• _Required work_:
Reproduce the whole of the data exactly.

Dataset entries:
#####
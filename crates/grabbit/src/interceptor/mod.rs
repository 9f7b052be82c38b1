//! Passive capture of a page's network calls.
//!
//! Each networking surface is wrapped by a decorator that keeps the surface's
//! signature and return semantics and, once a call completes, hands a
//! [`RawCapture`] to the page's [`Interceptor`]. The interceptor normalises it
//! into an [`Exchange`] and broadcasts it; the page session absorbs broadcasts
//! into its buffer. A call whose payload is not structured data is dropped
//! here and never reaches the caller as an error.

pub mod callback;
pub mod fetch;
pub mod http;

pub use callback::{
    CallHandle, CallbackBody, CallbackResponse, CallbackTransport, InterceptedCallback, OnLoad,
    ResponseType,
};
pub use fetch::{FetchRequest, FetchResponse, FetchTransport, InterceptedFetch};
pub use http::{CallbackClient, HttpClient};

use serde::Deserialize;
use serde_json::Value;
use tokio::sync::broadcast;
use url::Url;

use crate::types::{now_millis, Exchange, ExchangeKind, GrabbitError, GrabbitResult, Headers};

/// A response payload as the surface delivered it.
#[derive(Debug, Clone, PartialEq)]
pub enum ResponsePayload {
    /// Text that still has to decode as JSON.
    Text(String),
    /// Already-structured data.
    Structured(Value),
}

impl ResponsePayload {
    fn decode(self) -> Option<Value> {
        match self {
            ResponsePayload::Structured(v) => Some(v),
            ResponsePayload::Text(text) => serde_json::from_str(&text).ok(),
        }
    }
}

/// A completed call before normalisation.
///
/// On the wire `responseBody` is always taken as structured data, so a
/// top-level JSON string stays a string. Undecoded text goes in
/// `responseText` and wins when both are present.
#[derive(Debug, Clone, Deserialize)]
#[serde(from = "CaptureRecord")]
pub struct RawCapture {
    /// Possibly relative URL, as the page passed it.
    pub url: String,
    pub method: Option<String>,
    pub request_headers: Headers,
    pub request_body: Option<Value>,
    pub response_body: Option<ResponsePayload>,
    pub kind: Option<ExchangeKind>,
}

#[derive(Deserialize)]
#[serde(rename_all = "camelCase")]
struct CaptureRecord {
    url: String,
    #[serde(default)]
    method: Option<String>,
    #[serde(default)]
    request_headers: Headers,
    #[serde(default)]
    request_body: Option<Value>,
    #[serde(default)]
    response_body: Option<Value>,
    #[serde(default)]
    response_text: Option<String>,
    #[serde(default)]
    kind: Option<ExchangeKind>,
}

impl From<CaptureRecord> for RawCapture {
    fn from(record: CaptureRecord) -> Self {
        let response_body = match (record.response_text, record.response_body) {
            (Some(text), _) => Some(ResponsePayload::Text(text)),
            (None, Some(value)) => Some(ResponsePayload::Structured(value)),
            (None, None) => None,
        };
        Self {
            url: record.url,
            method: record.method,
            request_headers: record.request_headers,
            request_body: record.request_body,
            response_body,
            kind: record.kind,
        }
    }
}

/// Turns raw captures into well-formed exchanges for one page.
#[derive(Debug, Clone)]
pub struct CaptureNormalizer {
    base: Url,
    user_agent: Option<String>,
}

impl CaptureNormalizer {
    pub fn new(page_url: &str, user_agent: Option<String>) -> GrabbitResult<Self> {
        let base = Url::parse(page_url).map_err(|e| GrabbitError::InvalidUrl(format!("{page_url}: {e}")))?;
        Ok(Self { base, user_agent })
    }

    pub fn base(&self) -> &Url {
        &self.base
    }

    /// Resolve a possibly relative URL against the page location.
    pub fn resolve_url(&self, url: &str) -> Option<String> {
        self.base.join(url).ok().map(String::from)
    }

    /// Normalise a capture, or `None` if it has nothing structured to offer.
    pub fn normalize(&self, raw: RawCapture) -> Option<Exchange> {
        let Some(url) = self.resolve_url(&raw.url) else {
            tracing::debug!("Dropped capture with unresolvable URL: {}", raw.url);
            return None;
        };

        let Some(response_body) = raw.response_body.and_then(ResponsePayload::decode) else {
            tracing::debug!("Dropped capture without structured response: {url}");
            return None;
        };

        let method = raw
            .method
            .filter(|m| !m.trim().is_empty())
            .map(|m| m.trim().to_uppercase())
            .unwrap_or_else(|| "GET".to_string());

        let mut request_headers = raw.request_headers;
        if let Some(ua) = &self.user_agent {
            if !request_headers.contains("User-Agent") {
                request_headers.set("User-Agent", ua.clone());
            }
        }

        Some(Exchange {
            url,
            method,
            request_headers,
            request_body: raw.request_body,
            response_body: Some(response_body),
            timestamp: now_millis(),
            kind: raw.kind.unwrap_or(ExchangeKind::PromiseRequest),
        })
    }
}

/// The capture side of one page: normaliser plus broadcast channel.
///
/// Created once per page session and shared by every wrapped surface.
#[derive(Debug)]
pub struct Interceptor {
    normalizer: CaptureNormalizer,
    sender: broadcast::Sender<Exchange>,
}

impl Interceptor {
    pub fn new(normalizer: CaptureNormalizer, sender: broadcast::Sender<Exchange>) -> Self {
        Self { normalizer, sender }
    }

    pub fn normalizer(&self) -> &CaptureNormalizer {
        &self.normalizer
    }

    pub fn subscribe(&self) -> broadcast::Receiver<Exchange> {
        self.sender.subscribe()
    }

    /// Normalise and broadcast a completed call. Returns whether a record was
    /// emitted; never fails.
    pub fn record(&self, raw: RawCapture) -> bool {
        match self.normalizer.normalize(raw) {
            Some(exchange) => {
                tracing::debug!("Captured {} {}", exchange.method, exchange.url);
                // No subscribers just means nobody is listening any more.
                let _ = self.sender.send(exchange);
                true
            }
            None => false,
        }
    }
}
#####
• _Problem solution_:
filename crates/grabbit/src/interceptor/mod.rs
repository 9f7b052be82c38b1
//! Passive capture of a page's network calls.
//!
//! Each networking surface is wrapped by a decorator that keeps the surface's
//! signature and return semantics and, once a call completes, hands a
//! [`RawCapture`] to the page's [`Interceptor`]. The interceptor normalises it
//! into an [`Exchange`] and broadcasts it; the page session absorbs broadcasts
//! into its buffer. A call whose payload is not structured data is dropped
//! here and never reaches the caller as an error.

pub mod callback;
pub mod fetch;
pub mod http;

pub use callback::{
    CallHandle, CallbackBody, CallbackResponse, CallbackTransport, InterceptedCallback, OnLoad,
    ResponseType,
};
pub use fetch::{FetchRequest, FetchResponse, FetchTransport, InterceptedFetch};
pub use http::{CallbackClient, HttpClient};

use serde::Deserialize;
use serde_json::Value;
use tokio::sync::broadcast;
use url::Url;

use crate::types::{now_millis, Exchange, ExchangeKind, GrabbitError, GrabbitResult, Headers};

/// A response payload as the surface delivered it.
#[derive(Debug, Clone, PartialEq)]
pub enum ResponsePayload {
    /// Text that still has to decode as JSON.
    Text(String),
    /// Already-structured data.
    Structured(Value),
}

impl ResponsePayload {
    fn decode(self) -> Option<Value> {
        match self {
            ResponsePayload::Structured(v) => Some(v),
            ResponsePayload::Text(text) => serde_json::from_str(&text).ok(),
        }
    }
}

/// A completed call before normalisation.
///
/// On the wire `responseBody` is always taken as structured data, so a
/// top-level JSON string stays a string. Undecoded text goes in
/// `responseText` and wins when both are present.
#[derive(Debug, Clone, Deserialize)]
#[serde(from = "CaptureRecord")]
pub struct RawCapture {
    /// Possibly relative URL, as the page passed it.
    pub url: String,
    pub method: Option<String>,
    pub request_headers: Headers,
    pub request_body: Option<Value>,
    pub response_body: Option<ResponsePayload>,
    pub kind: Option<ExchangeKind>,
}

#[derive(Deserialize)]
#[serde(rename_all = "camelCase")]
struct CaptureRecord {
    url: String,
    #[serde(default)]
    method: Option<String>,
    #[serde(default)]
    request_headers: Headers,
    #[serde(default)]
    request_body: Option<Value>,
    #[serde(default)]
    response_body: Option<Value>,
    #[serde(default)]
    response_text: Option<String>,
    #[serde(default)]
    kind: Option<ExchangeKind>,
}

impl From<CaptureRecord> for RawCapture {
    fn from(record: CaptureRecord) -> Self {
        let response_body = match (record.response_text, record.response_body) {
            (Some(text), _) => Some(ResponsePayload::Text(text)),
            (None, Some(value)) => Some(ResponsePayload::Structured(value)),
            (None, None) => None,
        };
        Self {
            url: record.url,
            method: record.method,
            request_headers: record.request_headers,
            request_body: record.request_body,
            response_body,
            kind: record.kind,
        }
    }
}

/// Turns raw captures into well-formed exchanges for one page.
#[derive(Debug, Clone)]
pub struct CaptureNormalizer {
    base: Url,
    user_agent: Option<String>,
}

impl CaptureNormalizer {
    pub fn new(page_url: &str, user_agent: Option<String>) -> GrabbitResult<Self> {
        let base = Url::parse(page_url).map_err(|e| GrabbitError::InvalidUrl(format!("{page_url}: {e}")))?;
        Ok(Self { base, user_agent })
    }

    pub fn base(&self) -> &Url {
        &self.base
    }

    /// Resolve a possibly relative URL against the page location.
    pub fn resolve_url(&self, url: &str) -> Option<String> {
        self.base.join(url).ok().map(String::from)
    }

    /// Normalise a capture, or `None` if it has nothing structured to offer.
    pub fn normalize(&self, raw: RawCapture) -> Option<Exchange> {
        let Some(url) = self.resolve_url(&raw.url) else {
            tracing::debug!("Dropped capture with unresolvable URL: {}", raw.url);
            return None;
        };

        let Some(response_body) = raw.response_body.and_then(ResponsePayload::decode) else {
            tracing::debug!("Dropped capture without structured response: {url}");
            return None;
        };

        let method = raw
            .method
            .filter(|m| !m.trim().is_empty())
            .map(|m| m.trim().to_uppercase())
            .unwrap_or_else(|| "GET".to_string());

        let mut request_headers = raw.request_headers;
        if let Some(ua) = &self.user_agent {
            if !request_headers.contains("User-Agent") {
                request_headers.set("User-Agent", ua.clone());
            }
        }

        Some(Exchange {
            url,
            method,
            request_headers,
            request_body: raw.request_body,
            response_body: Some(response_body),
            timestamp: now_millis(),
            kind: raw.kind.unwrap_or(ExchangeKind::PromiseRequest),
        })
    }
}

/// The capture side of one page: normaliser plus broadcast channel.
///
/// Created once per page session and shared by every wrapped surface.
#[derive(Debug)]
pub struct Interceptor {
    normalizer: CaptureNormalizer,
    sender: broadcast::Sender<Exchange>,
}

impl Interceptor {
    pub fn new(normalizer: CaptureNormalizer, sender: broadcast::Sender<Exchange>) -> Self {
        Self { normalizer, sender }
    }

    pub fn normalizer(&self) -> &CaptureNormalizer {
        &self.normalizer
    }

    pub fn subscribe(&self) -> broadcast::Receiver<Exchange> {
        self.sender.subscribe()
    }

    /// Normalise and broadcast a completed call. Returns whether a record was
    /// emitted; never fails.
    pub fn record(&self, raw: RawCapture) -> bool {
        match self.normalizer.normalize(raw) {
            Some(exchange) => {
                tracing::debug!("Captured {} {}", exchange.method, exchange.url);
                // No subscribers just means nobody is listening any more.
                let _ = self.sender.send(exchange);
                true
            }
            None => false,
        }
    }
}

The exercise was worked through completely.